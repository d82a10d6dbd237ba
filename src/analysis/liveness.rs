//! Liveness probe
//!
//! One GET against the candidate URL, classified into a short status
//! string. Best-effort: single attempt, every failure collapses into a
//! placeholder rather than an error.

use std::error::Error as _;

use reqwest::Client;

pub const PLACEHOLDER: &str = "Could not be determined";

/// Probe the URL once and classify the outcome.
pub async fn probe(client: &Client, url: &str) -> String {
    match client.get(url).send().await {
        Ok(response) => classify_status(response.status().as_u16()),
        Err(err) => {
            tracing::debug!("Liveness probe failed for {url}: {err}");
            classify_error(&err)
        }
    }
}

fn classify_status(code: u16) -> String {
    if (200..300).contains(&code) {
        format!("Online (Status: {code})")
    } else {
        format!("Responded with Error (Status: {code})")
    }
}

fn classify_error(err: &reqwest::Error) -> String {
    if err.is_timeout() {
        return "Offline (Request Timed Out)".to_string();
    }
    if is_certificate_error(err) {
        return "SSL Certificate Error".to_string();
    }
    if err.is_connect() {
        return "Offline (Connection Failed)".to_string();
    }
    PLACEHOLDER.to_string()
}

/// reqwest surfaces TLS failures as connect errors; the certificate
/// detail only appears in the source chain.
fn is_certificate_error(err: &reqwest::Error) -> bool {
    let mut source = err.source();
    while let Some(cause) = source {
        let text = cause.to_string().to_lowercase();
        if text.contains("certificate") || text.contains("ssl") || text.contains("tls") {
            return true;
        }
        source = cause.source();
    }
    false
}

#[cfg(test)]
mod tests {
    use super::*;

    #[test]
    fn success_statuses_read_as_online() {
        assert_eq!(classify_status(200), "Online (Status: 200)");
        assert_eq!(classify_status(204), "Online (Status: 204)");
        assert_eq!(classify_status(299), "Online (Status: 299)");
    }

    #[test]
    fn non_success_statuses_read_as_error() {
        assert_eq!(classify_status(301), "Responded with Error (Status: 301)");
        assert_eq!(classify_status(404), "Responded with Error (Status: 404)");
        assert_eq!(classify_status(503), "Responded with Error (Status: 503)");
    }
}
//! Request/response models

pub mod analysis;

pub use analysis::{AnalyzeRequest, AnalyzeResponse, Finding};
+++
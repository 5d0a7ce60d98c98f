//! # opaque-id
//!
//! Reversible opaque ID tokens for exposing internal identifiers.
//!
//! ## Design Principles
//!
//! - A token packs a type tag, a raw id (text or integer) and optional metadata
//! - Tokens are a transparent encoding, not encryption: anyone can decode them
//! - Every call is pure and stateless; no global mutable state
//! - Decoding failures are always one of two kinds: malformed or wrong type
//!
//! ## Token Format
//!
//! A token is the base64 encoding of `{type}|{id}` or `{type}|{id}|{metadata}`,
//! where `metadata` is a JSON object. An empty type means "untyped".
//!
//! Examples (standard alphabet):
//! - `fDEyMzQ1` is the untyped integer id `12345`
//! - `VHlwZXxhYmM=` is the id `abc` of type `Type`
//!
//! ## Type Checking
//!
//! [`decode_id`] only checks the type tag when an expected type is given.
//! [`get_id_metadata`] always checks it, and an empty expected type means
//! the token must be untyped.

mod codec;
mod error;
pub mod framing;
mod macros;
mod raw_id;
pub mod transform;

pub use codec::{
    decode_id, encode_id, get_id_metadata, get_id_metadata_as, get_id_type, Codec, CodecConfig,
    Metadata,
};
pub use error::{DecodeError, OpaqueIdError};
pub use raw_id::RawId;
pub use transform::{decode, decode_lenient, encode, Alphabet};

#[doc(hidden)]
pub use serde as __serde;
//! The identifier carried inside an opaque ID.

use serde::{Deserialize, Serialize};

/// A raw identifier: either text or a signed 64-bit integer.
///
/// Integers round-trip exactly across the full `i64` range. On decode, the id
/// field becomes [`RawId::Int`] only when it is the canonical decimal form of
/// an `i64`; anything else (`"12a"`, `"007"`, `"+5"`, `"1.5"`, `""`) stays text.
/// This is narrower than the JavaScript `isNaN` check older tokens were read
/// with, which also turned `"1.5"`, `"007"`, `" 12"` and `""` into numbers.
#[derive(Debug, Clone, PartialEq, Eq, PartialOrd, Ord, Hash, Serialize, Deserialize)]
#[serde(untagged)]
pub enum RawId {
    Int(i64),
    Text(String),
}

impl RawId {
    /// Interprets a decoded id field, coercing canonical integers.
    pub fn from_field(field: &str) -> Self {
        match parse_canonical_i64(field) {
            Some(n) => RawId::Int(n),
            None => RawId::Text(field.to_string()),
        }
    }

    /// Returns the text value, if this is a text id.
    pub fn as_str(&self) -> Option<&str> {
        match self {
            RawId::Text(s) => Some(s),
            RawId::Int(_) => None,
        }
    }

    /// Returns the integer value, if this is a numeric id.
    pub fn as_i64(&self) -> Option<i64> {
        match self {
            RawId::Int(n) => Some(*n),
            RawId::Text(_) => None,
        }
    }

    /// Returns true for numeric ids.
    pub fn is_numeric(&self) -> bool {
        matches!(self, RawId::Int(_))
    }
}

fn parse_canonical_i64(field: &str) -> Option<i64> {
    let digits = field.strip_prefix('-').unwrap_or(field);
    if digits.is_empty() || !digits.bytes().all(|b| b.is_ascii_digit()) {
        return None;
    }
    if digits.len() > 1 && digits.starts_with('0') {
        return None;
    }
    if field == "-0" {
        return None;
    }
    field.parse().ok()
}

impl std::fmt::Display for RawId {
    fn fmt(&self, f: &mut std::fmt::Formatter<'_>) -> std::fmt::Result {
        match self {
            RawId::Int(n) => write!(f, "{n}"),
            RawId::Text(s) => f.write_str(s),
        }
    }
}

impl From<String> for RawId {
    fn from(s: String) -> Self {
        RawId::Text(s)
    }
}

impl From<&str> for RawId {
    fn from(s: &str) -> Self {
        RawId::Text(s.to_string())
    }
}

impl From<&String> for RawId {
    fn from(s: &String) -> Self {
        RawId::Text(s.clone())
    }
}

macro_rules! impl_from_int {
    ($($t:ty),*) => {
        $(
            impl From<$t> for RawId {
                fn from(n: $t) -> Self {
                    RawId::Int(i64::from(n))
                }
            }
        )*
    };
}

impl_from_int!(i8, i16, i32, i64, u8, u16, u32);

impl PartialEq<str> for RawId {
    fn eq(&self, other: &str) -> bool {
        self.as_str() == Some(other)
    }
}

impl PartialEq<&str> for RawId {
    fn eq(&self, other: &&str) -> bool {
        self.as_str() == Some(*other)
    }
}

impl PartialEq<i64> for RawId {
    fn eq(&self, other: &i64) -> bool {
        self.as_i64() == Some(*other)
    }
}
+++
Exercise directions ▸
Since only part of the listing is wanted, copy exactly the lines from the one holding "repository d82a10d6dbd237ba" to the one holding "pub const PLACEHOLDER: &str", both included.

Result ▸
repository d82a10d6dbd237ba
filename src/analysis/liveness.rs
//! Liveness probe
//!
//! One GET against the candidate URL, classified into a short status
//! string. Best-effort: single attempt, every failure collapses into a
//! placeholder rather than an error.

use std::error::Error as _;

use reqwest::Client;

pub const PLACEHOLDER: &str = "Could not be determined";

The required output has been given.